▶ Directions: Tally up how many lines in the listing below contain the string "overlaps", and give only the total.

▶ Data excerpts:
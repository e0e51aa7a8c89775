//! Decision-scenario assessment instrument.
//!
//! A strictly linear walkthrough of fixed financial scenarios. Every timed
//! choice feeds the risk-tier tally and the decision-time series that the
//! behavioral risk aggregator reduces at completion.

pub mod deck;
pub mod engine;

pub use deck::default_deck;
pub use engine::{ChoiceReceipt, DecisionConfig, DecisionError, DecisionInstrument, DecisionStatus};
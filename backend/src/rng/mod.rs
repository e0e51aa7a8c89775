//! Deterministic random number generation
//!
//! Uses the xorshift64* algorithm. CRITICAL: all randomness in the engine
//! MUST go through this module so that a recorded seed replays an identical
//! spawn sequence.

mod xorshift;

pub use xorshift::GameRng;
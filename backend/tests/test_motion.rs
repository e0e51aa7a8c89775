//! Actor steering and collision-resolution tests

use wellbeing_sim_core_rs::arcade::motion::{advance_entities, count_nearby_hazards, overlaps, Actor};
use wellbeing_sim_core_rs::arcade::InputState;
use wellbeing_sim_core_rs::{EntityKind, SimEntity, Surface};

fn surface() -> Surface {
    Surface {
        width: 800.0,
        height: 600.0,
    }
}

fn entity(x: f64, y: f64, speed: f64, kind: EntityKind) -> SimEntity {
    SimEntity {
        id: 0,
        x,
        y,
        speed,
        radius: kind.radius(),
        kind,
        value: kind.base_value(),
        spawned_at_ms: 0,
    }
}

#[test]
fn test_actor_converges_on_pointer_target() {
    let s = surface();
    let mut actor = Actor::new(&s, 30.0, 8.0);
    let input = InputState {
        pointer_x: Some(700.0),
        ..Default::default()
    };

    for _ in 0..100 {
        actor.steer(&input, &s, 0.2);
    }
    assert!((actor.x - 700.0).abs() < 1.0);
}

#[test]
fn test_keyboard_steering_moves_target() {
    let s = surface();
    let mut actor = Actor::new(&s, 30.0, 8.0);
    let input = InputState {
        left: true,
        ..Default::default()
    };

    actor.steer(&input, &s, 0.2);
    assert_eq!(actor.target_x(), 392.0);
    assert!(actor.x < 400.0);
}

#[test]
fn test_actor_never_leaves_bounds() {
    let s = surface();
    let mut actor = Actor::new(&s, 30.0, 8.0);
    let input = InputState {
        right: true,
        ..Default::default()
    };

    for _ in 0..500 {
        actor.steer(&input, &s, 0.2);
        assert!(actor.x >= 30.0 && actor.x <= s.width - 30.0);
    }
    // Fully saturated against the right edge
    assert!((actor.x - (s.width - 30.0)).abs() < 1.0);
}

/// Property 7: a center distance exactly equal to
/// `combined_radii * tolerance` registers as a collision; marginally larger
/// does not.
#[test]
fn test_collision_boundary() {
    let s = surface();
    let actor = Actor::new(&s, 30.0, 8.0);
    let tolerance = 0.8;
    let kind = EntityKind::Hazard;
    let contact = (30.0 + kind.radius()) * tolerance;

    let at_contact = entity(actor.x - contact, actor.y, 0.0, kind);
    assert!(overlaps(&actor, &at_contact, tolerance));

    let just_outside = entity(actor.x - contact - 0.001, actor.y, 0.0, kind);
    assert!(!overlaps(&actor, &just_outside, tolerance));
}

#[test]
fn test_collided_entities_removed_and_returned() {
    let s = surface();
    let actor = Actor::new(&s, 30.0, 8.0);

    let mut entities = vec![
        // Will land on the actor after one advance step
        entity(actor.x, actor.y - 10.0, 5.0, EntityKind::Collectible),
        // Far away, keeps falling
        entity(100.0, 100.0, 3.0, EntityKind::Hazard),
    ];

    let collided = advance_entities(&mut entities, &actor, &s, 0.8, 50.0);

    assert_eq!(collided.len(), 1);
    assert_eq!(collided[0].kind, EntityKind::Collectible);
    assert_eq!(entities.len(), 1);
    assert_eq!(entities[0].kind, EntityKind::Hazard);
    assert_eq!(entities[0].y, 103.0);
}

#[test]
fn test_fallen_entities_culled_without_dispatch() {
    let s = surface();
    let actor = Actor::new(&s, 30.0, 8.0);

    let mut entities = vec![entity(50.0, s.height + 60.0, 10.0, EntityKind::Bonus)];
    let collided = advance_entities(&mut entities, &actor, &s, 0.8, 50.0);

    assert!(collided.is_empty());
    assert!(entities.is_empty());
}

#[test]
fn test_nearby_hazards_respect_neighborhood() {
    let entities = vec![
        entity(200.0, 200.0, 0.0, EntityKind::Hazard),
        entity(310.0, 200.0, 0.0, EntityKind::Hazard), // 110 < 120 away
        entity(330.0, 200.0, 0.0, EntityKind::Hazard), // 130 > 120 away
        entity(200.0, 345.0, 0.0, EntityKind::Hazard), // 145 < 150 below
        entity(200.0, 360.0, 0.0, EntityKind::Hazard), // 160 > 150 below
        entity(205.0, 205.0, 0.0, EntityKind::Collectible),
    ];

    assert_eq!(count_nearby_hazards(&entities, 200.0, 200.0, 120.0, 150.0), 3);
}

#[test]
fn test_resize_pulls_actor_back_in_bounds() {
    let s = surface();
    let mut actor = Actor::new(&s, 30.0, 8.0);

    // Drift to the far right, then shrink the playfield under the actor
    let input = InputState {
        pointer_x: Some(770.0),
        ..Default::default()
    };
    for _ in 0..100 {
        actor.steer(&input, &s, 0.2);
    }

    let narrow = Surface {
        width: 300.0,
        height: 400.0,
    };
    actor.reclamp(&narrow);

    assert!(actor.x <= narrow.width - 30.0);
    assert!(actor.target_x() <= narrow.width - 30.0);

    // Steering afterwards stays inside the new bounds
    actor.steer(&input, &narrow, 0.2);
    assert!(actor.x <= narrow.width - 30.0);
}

▶ The answer: 3